◆ **Problem description**:
If a line in the entries contains the word "static", list it.

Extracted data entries
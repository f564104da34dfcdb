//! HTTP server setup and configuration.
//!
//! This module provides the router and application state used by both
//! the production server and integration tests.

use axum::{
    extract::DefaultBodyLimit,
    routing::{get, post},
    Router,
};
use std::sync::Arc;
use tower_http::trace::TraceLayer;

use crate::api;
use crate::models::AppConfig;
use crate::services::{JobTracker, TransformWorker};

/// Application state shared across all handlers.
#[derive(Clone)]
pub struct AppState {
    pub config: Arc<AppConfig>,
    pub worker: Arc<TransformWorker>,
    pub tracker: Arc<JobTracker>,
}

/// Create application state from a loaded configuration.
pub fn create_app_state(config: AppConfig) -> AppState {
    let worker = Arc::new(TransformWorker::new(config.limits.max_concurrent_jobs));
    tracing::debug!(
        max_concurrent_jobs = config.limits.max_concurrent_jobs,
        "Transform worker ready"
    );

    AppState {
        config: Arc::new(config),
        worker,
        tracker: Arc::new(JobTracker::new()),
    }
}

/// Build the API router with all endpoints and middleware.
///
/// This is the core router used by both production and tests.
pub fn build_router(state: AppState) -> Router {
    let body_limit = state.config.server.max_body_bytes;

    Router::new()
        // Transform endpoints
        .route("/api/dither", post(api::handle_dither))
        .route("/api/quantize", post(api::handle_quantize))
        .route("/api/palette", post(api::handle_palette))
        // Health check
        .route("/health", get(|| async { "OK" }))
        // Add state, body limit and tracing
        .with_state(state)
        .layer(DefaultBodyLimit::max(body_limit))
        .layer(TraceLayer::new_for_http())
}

==

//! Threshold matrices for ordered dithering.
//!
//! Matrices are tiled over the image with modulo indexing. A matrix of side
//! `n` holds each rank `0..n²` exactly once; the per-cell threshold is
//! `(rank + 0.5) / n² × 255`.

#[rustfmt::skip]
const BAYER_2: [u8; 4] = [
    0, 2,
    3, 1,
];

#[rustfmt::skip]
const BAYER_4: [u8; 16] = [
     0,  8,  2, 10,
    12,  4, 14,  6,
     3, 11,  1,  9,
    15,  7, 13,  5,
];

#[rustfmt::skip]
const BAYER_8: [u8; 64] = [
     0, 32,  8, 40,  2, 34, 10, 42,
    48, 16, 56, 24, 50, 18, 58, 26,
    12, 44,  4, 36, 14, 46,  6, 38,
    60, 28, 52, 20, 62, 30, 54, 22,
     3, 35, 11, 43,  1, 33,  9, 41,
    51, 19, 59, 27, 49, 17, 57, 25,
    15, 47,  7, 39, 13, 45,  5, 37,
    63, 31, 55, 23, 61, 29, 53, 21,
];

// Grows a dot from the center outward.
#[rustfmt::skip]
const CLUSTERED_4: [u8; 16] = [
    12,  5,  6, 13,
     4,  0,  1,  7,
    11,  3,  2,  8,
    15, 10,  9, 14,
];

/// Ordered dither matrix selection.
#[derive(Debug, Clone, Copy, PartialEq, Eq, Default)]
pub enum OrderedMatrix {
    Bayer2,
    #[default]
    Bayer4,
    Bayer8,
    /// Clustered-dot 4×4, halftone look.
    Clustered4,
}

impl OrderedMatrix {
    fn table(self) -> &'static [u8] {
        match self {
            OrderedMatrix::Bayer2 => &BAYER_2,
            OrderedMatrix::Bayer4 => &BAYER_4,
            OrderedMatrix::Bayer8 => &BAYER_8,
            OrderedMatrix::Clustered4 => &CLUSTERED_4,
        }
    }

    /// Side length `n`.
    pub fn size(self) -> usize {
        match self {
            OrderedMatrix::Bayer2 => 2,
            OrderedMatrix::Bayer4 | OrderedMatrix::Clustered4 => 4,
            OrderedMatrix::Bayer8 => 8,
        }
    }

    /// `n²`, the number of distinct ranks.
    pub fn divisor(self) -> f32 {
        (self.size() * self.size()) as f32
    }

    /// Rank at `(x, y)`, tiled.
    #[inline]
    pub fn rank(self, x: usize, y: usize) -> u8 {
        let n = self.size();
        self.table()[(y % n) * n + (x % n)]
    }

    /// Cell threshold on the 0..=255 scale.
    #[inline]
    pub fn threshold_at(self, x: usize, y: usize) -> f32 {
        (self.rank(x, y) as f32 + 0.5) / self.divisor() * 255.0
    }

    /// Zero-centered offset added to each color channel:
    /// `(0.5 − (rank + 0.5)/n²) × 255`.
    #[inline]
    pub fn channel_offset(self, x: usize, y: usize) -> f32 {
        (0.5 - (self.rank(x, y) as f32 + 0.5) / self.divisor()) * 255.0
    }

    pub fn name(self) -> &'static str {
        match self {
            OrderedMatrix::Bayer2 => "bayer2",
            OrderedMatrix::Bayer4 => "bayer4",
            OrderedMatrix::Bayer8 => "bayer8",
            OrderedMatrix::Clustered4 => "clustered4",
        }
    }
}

* * *

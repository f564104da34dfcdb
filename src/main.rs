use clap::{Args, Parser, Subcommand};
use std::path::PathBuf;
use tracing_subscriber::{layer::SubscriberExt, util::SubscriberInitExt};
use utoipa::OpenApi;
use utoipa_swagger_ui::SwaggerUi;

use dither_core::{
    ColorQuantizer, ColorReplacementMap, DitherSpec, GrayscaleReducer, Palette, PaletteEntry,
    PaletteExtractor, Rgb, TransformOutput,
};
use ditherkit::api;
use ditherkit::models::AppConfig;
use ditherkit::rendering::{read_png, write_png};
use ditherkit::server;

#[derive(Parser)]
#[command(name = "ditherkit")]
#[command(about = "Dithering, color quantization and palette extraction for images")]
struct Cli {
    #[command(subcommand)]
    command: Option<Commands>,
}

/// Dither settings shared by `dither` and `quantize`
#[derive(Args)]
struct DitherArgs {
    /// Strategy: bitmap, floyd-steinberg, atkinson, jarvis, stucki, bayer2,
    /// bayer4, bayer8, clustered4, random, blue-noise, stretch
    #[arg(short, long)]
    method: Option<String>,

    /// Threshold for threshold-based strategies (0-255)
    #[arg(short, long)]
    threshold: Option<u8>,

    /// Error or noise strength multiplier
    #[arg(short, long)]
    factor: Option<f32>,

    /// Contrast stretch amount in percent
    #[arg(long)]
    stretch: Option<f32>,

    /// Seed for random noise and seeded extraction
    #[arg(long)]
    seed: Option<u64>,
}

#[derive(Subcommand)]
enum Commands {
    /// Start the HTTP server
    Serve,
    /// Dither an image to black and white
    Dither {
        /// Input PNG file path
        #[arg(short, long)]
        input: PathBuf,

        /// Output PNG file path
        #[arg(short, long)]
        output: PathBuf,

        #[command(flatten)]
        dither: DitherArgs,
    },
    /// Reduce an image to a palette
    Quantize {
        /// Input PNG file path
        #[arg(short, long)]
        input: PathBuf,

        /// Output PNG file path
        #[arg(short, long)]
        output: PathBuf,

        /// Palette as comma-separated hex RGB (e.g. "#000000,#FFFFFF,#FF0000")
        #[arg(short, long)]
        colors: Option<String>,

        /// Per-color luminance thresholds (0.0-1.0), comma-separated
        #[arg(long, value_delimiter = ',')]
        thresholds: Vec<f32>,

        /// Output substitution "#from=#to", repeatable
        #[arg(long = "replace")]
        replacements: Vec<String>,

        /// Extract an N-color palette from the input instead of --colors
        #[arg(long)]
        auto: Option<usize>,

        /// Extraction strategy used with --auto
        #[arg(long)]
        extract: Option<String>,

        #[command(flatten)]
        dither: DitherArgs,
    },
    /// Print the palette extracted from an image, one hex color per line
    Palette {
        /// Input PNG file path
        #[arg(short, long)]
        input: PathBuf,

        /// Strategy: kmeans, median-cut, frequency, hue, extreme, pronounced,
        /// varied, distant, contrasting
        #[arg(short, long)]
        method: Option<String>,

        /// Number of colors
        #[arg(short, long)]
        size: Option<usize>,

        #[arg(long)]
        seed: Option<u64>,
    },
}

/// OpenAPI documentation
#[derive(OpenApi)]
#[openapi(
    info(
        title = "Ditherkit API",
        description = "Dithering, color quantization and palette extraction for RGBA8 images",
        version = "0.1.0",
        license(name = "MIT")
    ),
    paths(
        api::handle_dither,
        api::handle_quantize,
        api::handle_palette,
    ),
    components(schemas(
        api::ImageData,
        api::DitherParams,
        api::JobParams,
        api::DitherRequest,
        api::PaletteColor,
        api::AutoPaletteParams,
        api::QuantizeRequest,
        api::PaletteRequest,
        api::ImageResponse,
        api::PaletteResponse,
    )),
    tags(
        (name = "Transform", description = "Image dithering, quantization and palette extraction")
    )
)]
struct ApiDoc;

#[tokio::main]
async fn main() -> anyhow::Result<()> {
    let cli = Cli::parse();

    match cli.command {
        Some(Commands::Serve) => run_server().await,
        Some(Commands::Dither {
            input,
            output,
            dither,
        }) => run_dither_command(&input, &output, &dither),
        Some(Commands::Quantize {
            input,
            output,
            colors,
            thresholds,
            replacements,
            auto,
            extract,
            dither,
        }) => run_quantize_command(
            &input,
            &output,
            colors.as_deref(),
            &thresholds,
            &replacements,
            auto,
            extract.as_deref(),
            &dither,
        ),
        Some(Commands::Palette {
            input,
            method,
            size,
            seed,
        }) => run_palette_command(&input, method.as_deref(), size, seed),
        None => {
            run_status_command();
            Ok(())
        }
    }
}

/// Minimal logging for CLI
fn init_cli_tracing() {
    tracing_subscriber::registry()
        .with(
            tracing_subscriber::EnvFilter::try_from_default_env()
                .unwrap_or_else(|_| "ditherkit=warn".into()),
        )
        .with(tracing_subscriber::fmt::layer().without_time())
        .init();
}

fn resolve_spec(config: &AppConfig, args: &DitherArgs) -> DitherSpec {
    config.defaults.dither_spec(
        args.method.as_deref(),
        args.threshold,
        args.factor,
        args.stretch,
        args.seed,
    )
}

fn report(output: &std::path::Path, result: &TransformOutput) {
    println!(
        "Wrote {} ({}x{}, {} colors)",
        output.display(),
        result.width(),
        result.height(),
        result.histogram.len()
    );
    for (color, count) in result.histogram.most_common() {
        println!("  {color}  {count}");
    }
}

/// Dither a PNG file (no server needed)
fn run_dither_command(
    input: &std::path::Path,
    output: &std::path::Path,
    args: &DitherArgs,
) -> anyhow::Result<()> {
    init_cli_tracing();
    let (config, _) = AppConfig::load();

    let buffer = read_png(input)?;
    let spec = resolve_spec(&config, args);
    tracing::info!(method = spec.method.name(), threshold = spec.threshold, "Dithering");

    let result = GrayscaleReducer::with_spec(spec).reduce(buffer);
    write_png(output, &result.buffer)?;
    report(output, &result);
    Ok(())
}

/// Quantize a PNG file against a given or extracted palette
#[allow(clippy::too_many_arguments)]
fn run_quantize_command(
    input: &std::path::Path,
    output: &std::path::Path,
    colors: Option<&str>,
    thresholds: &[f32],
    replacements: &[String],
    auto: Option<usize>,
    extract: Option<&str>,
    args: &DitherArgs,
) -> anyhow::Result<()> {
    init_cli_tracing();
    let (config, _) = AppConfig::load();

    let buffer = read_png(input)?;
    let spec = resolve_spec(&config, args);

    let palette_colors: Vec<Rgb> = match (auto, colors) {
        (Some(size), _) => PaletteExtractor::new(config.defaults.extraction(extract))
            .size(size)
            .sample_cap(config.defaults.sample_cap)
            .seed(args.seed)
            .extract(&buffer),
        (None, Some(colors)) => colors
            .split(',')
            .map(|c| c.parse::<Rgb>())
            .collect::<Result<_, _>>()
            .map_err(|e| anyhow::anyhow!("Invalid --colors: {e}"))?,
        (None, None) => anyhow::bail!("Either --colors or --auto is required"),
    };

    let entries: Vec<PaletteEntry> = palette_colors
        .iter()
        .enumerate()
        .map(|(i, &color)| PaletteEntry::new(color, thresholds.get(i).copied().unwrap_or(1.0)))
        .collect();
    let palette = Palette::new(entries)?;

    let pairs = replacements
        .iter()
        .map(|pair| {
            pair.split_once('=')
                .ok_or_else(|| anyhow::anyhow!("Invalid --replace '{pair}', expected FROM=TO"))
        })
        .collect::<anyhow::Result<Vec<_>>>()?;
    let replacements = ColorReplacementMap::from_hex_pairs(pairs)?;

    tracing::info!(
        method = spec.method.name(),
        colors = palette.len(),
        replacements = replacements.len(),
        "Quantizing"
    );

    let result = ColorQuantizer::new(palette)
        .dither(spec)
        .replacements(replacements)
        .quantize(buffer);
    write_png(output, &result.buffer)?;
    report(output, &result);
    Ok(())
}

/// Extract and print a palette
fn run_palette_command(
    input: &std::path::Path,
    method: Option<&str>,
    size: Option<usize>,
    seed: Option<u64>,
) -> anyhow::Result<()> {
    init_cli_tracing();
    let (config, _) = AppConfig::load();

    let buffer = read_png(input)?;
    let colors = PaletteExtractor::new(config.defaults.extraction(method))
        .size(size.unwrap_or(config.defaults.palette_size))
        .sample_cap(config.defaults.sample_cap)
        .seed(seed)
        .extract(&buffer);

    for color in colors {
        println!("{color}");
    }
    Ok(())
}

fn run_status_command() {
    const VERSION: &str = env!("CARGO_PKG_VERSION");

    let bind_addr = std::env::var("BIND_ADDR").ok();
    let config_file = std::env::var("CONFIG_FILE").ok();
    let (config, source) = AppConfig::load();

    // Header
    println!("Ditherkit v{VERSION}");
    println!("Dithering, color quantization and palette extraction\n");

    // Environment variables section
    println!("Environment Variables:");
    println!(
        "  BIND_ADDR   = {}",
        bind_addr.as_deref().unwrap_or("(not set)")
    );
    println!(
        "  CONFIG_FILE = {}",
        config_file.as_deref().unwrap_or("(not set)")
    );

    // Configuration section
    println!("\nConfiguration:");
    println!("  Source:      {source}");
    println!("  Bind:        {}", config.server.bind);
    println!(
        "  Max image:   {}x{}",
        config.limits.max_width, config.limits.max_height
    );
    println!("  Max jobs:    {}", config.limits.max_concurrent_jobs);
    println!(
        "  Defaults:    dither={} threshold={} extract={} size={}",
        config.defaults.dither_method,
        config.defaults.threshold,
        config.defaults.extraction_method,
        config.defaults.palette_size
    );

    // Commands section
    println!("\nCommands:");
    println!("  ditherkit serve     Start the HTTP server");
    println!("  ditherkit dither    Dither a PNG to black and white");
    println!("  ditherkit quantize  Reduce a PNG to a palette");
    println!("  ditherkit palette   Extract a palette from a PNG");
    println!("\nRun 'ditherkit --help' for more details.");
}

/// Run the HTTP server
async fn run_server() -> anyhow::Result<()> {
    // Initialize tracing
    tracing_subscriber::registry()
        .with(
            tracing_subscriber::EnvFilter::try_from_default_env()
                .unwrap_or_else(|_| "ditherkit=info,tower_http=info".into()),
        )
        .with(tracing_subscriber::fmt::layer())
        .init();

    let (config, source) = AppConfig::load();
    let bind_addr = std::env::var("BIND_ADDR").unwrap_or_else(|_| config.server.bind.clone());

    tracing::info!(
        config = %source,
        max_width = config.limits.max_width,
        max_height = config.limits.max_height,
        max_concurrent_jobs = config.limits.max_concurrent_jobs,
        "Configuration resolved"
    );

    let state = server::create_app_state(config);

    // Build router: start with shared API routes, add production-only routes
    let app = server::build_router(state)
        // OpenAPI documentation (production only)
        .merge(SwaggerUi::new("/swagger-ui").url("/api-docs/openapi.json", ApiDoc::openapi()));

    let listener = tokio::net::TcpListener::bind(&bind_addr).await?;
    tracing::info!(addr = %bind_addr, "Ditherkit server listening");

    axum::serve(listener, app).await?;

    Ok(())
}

◆ **The answer**:
    fn table(self) -> &'static [u8] {
    pub fn name(self) -> &'static str {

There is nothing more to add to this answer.